━━━ MATERIAL SHOWN ━━━

//! Time-boxed on-disk cache of cleaned datasets
//!
//! Layout under `<cache_dir>/<region_key>/`:
//! - `processed_data.json` - the cleaned records
//! - `summary.json` - the dataset summary
//! - `cache_metadata.json` - cached-at time, record count and date range
//!
//! Validity is a pure function of file presence and the clock; nothing is
//! marked dirty. Any unreadable state counts as a miss. The metadata is
//! removed before a save and written last, so an interrupted save leaves
//! no valid entry behind.

use crate::clock::Clock;
use crate::models::CleanedDataset;
use crate::persist::{remove_if_present, write_atomic};
use crate::summary::DatasetSummary;
use anyhow::{Context, Result};
use chrono::{DateTime, Duration, Utc};
use serde::{Deserialize, Serialize};
use std::fs;
use std::path::{Path, PathBuf};
use std::sync::Arc;
use tracing::{debug, info, warn};

const DATA_FILE: &str = "processed_data.json";
const SUMMARY_FILE: &str = "summary.json";
const METADATA_FILE: &str = "cache_metadata.json";

/// Default expiry window in days
pub const DEFAULT_EXPIRY_DAYS: i64 = 7;

#[derive(Debug, Clone, Default, PartialEq, Serialize, Deserialize)]
pub struct DateRange {
    pub start: Option<DateTime<Utc>>,
    pub end: Option<DateTime<Utc>>,
}

/// Metadata sidecar
#[derive(Debug, Clone, PartialEq, Serialize, Deserialize)]
pub struct CacheMetadata {
    pub cached_at: DateTime<Utc>,
    pub region_key: String,
    pub data_points: usize,
    #[serde(default)]
    pub date_range: DateRange,
}

/// Cached dataset and, if it was readable, its summary
#[derive(Debug, Clone, PartialEq)]
pub struct CacheSnapshot {
    pub dataset: CleanedDataset,
    pub summary: Option<DatasetSummary>,
}

/// Introspection result; never mutates the cache
#[derive(Debug, Clone, PartialEq, Serialize)]
pub struct CacheInfo {
    pub cached: bool,
    pub valid: bool,
    #[serde(skip_serializing_if = "Option::is_none")]
    pub cached_at: Option<DateTime<Utc>>,
    pub data_points: usize,
    #[serde(skip_serializing_if = "Option::is_none")]
    pub date_range: Option<DateRange>,
}

impl CacheInfo {
    fn missing() -> Self {
        Self {
            cached: false,
            valid: false,
            cached_at: None,
            data_points: 0,
            date_range: None,
        }
    }
}

/// Region-scoped dataset cache
#[derive(Clone)]
pub struct DataCache {
    root: PathBuf,
    expiry: Duration,
    clock: Arc<dyn Clock>,
}

impl DataCache {
    pub fn new(root: impl Into<PathBuf>, expiry_days: i64, clock: Arc<dyn Clock>) -> Self {
        Self {
            root: root.into(),
            expiry: Duration::days(expiry_days),
            clock,
        }
    }

    pub fn clock(&self) -> Arc<dyn Clock> {
        Arc::clone(&self.clock)
    }

    pub fn region_dir(&self, region_key: &str) -> PathBuf {
        self.root.join(region_key)
    }

    fn data_path(&self, region_key: &str) -> PathBuf {
        self.region_dir(region_key).join(DATA_FILE)
    }

    fn summary_path(&self, region_key: &str) -> PathBuf {
        self.region_dir(region_key).join(SUMMARY_FILE)
    }

    fn metadata_path(&self, region_key: &str) -> PathBuf {
        self.region_dir(region_key).join(METADATA_FILE)
    }

    fn read_metadata(&self, region_key: &str) -> Option<CacheMetadata> {
        let path = self.metadata_path(region_key);
        let data = fs::read(&path).ok()?;
        match serde_json::from_slice(&data) {
            Ok(metadata) => Some(metadata),
            Err(e) => {
                debug!(path = %path.display(), error = %e, "Unreadable cache metadata");
                None
            }
        }
    }

    fn is_fresh(&self, metadata: &CacheMetadata) -> bool {
        self.clock.now() < metadata.cached_at + self.expiry
    }

    /// True only if the data and metadata files exist, the metadata parses,
    /// and the entry is younger than the expiry window
    pub fn is_valid(&self, region_key: &str) -> bool {
        if !(self.data_path(region_key).exists() && self.metadata_path(region_key).exists()) {
            return false;
        }
        self.read_metadata(region_key)
            .map(|m| self.is_fresh(&m))
            .unwrap_or(false)
    }

    /// Write the dataset, summary and metadata. Failures are logged and
    /// reported as `false`; a later save can simply retry.
    pub fn save(&self, region_key: &str, dataset: &CleanedDataset, summary: &DatasetSummary) -> bool {
        match self.try_save(region_key, dataset, summary) {
            Ok(()) => {
                info!(region = %region_key, records = dataset.len(), "Data cached");
                true
            }
            Err(e) => {
                warn!(region = %region_key, error = %e, "Failed to cache data");
                false
            }
        }
    }

    fn try_save(&self, region_key: &str, dataset: &CleanedDataset, summary: &DatasetSummary) -> Result<()> {
        let dir = self.region_dir(region_key);
        fs::create_dir_all(&dir).with_context(|| format!("Failed to create cache directory {:?}", dir))?;
        remove_if_present(&self.metadata_path(region_key));

        let data = serde_json::to_vec(dataset).context("Failed to serialize dataset")?;
        write_atomic(&self.data_path(region_key), &data)?;

        let summary_json = serde_json::to_vec_pretty(summary).context("Failed to serialize summary")?;
        write_atomic(&self.summary_path(region_key), &summary_json)?;

        let (start, end) = dataset
            .date_range()
            .map(|(s, e)| (Some(s), Some(e)))
            .unwrap_or((None, None));
        let metadata = CacheMetadata {
            cached_at: self.clock.now(),
            region_key: region_key.to_string(),
            data_points: dataset.len(),
            date_range: DateRange { start, end },
        };
        let metadata_json =
            serde_json::to_vec_pretty(&metadata).context("Failed to serialize cache metadata")?;
        write_atomic(&self.metadata_path(region_key), &metadata_json)
    }

    /// Load a valid entry. Expired, missing or unreadable entries are `None`.
    pub fn load(&self, region_key: &str) -> Option<CacheSnapshot> {
        if !self.is_valid(region_key) {
            return None;
        }

        let dataset = match read_json::<CleanedDataset>(&self.data_path(region_key)) {
            Ok(dataset) => dataset,
            Err(e) => {
                warn!(region = %region_key, error = %e, "Failed to load cached data");
                return None;
            }
        };

        let summary_path = self.summary_path(region_key);
        let summary = if summary_path.exists() {
            read_json::<DatasetSummary>(&summary_path)
                .map_err(|e| warn!(region = %region_key, error = %e, "Ignoring unreadable cached summary"))
                .ok()
        } else {
            None
        };

        info!(region = %region_key, records = dataset.len(), "Loaded cached data");
        Some(CacheSnapshot { dataset, summary })
    }

    /// Remove every artifact for the region; idempotent
    pub fn clear(&self, region_key: &str) {
        remove_if_present(&self.data_path(region_key));
        remove_if_present(&self.summary_path(region_key));
        remove_if_present(&self.metadata_path(region_key));
        info!(region = %region_key, "Cache cleared");
    }

    pub fn info(&self, region_key: &str) -> CacheInfo {
        let Some(metadata) = self.read_metadata(region_key) else {
            return CacheInfo::missing();
        };

        CacheInfo {
            cached: true,
            valid: self.data_path(region_key).exists() && self.is_fresh(&metadata),
            cached_at: Some(metadata.cached_at),
            data_points: metadata.data_points,
            date_range: Some(metadata.date_range),
        }
    }
}

fn read_json<T: serde::de::DeserializeOwned>(path: &Path) -> Result<T> {
    let data = fs::read(path).with_context(|| format!("Failed to read {:?}", path))?;
    serde_json::from_slice(&data).with_context(|| format!("Failed to parse {:?}", path))
}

━━━

Print all the records exactly as written.

//! Time-boxed on-disk cache of cleaned datasets
//!
//! Layout under `<cache_dir>/<region_key>/`:
//! - `processed_data.json` - the cleaned records
//! - `summary.json` - the dataset summary
//! - `cache_metadata.json` - cached-at time, record count and date range
//!
//! Validity is a pure function of file presence and the clock; nothing is
//! marked dirty. Any unreadable state counts as a miss. The metadata is
//! removed before a save and written last, so an interrupted save leaves
//! no valid entry behind.

use crate::clock::Clock;
use crate::models::CleanedDataset;
use crate::persist::{remove_if_present, write_atomic};
use crate::summary::DatasetSummary;
use anyhow::{Context, Result};
use chrono::{DateTime, Duration, Utc};
use serde::{Deserialize, Serialize};
use std::fs;
use std::path::{Path, PathBuf};
use std::sync::Arc;
use tracing::{debug, info, warn};

const DATA_FILE: &str = "processed_data.json";
const SUMMARY_FILE: &str = "summary.json";
const METADATA_FILE: &str = "cache_metadata.json";

/// Default expiry window in days
pub const DEFAULT_EXPIRY_DAYS: i64 = 7;

#[derive(Debug, Clone, Default, PartialEq, Serialize, Deserialize)]
pub struct DateRange {
    pub start: Option<DateTime<Utc>>,
    pub end: Option<DateTime<Utc>>,
}

/// Metadata sidecar
#[derive(Debug, Clone, PartialEq, Serialize, Deserialize)]
pub struct CacheMetadata {
    pub cached_at: DateTime<Utc>,
    pub region_key: String,
    pub data_points: usize,
    #[serde(default)]
    pub date_range: DateRange,
}

/// Cached dataset and, if it was readable, its summary
#[derive(Debug, Clone, PartialEq)]
pub struct CacheSnapshot {
    pub dataset: CleanedDataset,
    pub summary: Option<DatasetSummary>,
}

/// Introspection result; never mutates the cache
#[derive(Debug, Clone, PartialEq, Serialize)]
pub struct CacheInfo {
    pub cached: bool,
    pub valid: bool,
    #[serde(skip_serializing_if = "Option::is_none")]
    pub cached_at: Option<DateTime<Utc>>,
    pub data_points: usize,
    #[serde(skip_serializing_if = "Option::is_none")]
    pub date_range: Option<DateRange>,
}

impl CacheInfo {
    fn missing() -> Self {
        Self {
            cached: false,
            valid: false,
            cached_at: None,
            data_points: 0,
            date_range: None,
        }
    }
}

/// Region-scoped dataset cache
#[derive(Clone)]
pub struct DataCache {
    root: PathBuf,
    expiry: Duration,
    clock: Arc<dyn Clock>,
}

impl DataCache {
    pub fn new(root: impl Into<PathBuf>, expiry_days: i64, clock: Arc<dyn Clock>) -> Self {
        Self {
            root: root.into(),
            expiry: Duration::days(expiry_days),
            clock,
        }
    }

    pub fn clock(&self) -> Arc<dyn Clock> {
        Arc::clone(&self.clock)
    }

    pub fn region_dir(&self, region_key: &str) -> PathBuf {
        self.root.join(region_key)
    }

    fn data_path(&self, region_key: &str) -> PathBuf {
        self.region_dir(region_key).join(DATA_FILE)
    }

    fn summary_path(&self, region_key: &str) -> PathBuf {
        self.region_dir(region_key).join(SUMMARY_FILE)
    }

    fn metadata_path(&self, region_key: &str) -> PathBuf {
        self.region_dir(region_key).join(METADATA_FILE)
    }

    fn read_metadata(&self, region_key: &str) -> Option<CacheMetadata> {
        let path = self.metadata_path(region_key);
        let data = fs::read(&path).ok()?;
        match serde_json::from_slice(&data) {
            Ok(metadata) => Some(metadata),
            Err(e) => {
                debug!(path = %path.display(), error = %e, "Unreadable cache metadata");
                None
            }
        }
    }

    fn is_fresh(&self, metadata: &CacheMetadata) -> bool {
        self.clock.now() < metadata.cached_at + self.expiry
    }

    /// True only if the data and metadata files exist, the metadata parses,
    /// and the entry is younger than the expiry window
    pub fn is_valid(&self, region_key: &str) -> bool {
        if !(self.data_path(region_key).exists() && self.metadata_path(region_key).exists()) {
            return false;
        }
        self.read_metadata(region_key)
            .map(|m| self.is_fresh(&m))
            .unwrap_or(false)
    }

    /// Write the dataset, summary and metadata. Failures are logged and
    /// reported as `false`; a later save can simply retry.
    pub fn save(&self, region_key: &str, dataset: &CleanedDataset, summary: &DatasetSummary) -> bool {
        match self.try_save(region_key, dataset, summary) {
            Ok(()) => {
                info!(region = %region_key, records = dataset.len(), "Data cached");
                true
            }
            Err(e) => {
                warn!(region = %region_key, error = %e, "Failed to cache data");
                false
            }
        }
    }

    fn try_save(&self, region_key: &str, dataset: &CleanedDataset, summary: &DatasetSummary) -> Result<()> {
        let dir = self.region_dir(region_key);
        fs::create_dir_all(&dir).with_context(|| format!("Failed to create cache directory {:?}", dir))?;
        remove_if_present(&self.metadata_path(region_key));

        let data = serde_json::to_vec(dataset).context("Failed to serialize dataset")?;
        write_atomic(&self.data_path(region_key), &data)?;

        let summary_json = serde_json::to_vec_pretty(summary).context("Failed to serialize summary")?;
        write_atomic(&self.summary_path(region_key), &summary_json)?;

        let (start, end) = dataset
            .date_range()
            .map(|(s, e)| (Some(s), Some(e)))
            .unwrap_or((None, None));
        let metadata = CacheMetadata {
            cached_at: self.clock.now(),
            region_key: region_key.to_string(),
            data_points: dataset.len(),
            date_range: DateRange { start, end },
        };
        let metadata_json =
            serde_json::to_vec_pretty(&metadata).context("Failed to serialize cache metadata")?;
        write_atomic(&self.metadata_path(region_key), &metadata_json)
    }

    /// Load a valid entry. Expired, missing or unreadable entries are `None`.
    pub fn load(&self, region_key: &str) -> Option<CacheSnapshot> {
        if !self.is_valid(region_key) {
            return None;
        }

        let dataset = match read_json::<CleanedDataset>(&self.data_path(region_key)) {
            Ok(dataset) => dataset,
            Err(e) => {
                warn!(region = %region_key, error = %e, "Failed to load cached data");
                return None;
            }
        };

        let summary_path = self.summary_path(region_key);
        let summary = if summary_path.exists() {
            read_json::<DatasetSummary>(&summary_path)
                .map_err(|e| warn!(region = %region_key, error = %e, "Ignoring unreadable cached summary"))
                .ok()
        } else {
            None
        };

        info!(region = %region_key, records = dataset.len(), "Loaded cached data");
        Some(CacheSnapshot { dataset, summary })
    }

    /// Remove every artifact for the region; idempotent
    pub fn clear(&self, region_key: &str) {
        remove_if_present(&self.data_path(region_key));
        remove_if_present(&self.summary_path(region_key));
        remove_if_present(&self.metadata_path(region_key));
        info!(region = %region_key, "Cache cleared");
    }

    pub fn info(&self, region_key: &str) -> CacheInfo {
        let Some(metadata) = self.read_metadata(region_key) else {
            return CacheInfo::missing();
        };

        CacheInfo {
            cached: true,
            valid: self.data_path(region_key).exists() && self.is_fresh(&metadata),
            cached_at: Some(metadata.cached_at),
            data_points: metadata.data_points,
            date_range: Some(metadata.date_range),
        }
    }
}

fn read_json<T: serde::de::DeserializeOwned>(path: &Path) -> Result<T> {
    let data = fs::read(path).with_context(|| format!("Failed to read {:?}", path))?;
    serde_json::from_slice(&data).with_context(|| format!("Failed to parse {:?}", path))
}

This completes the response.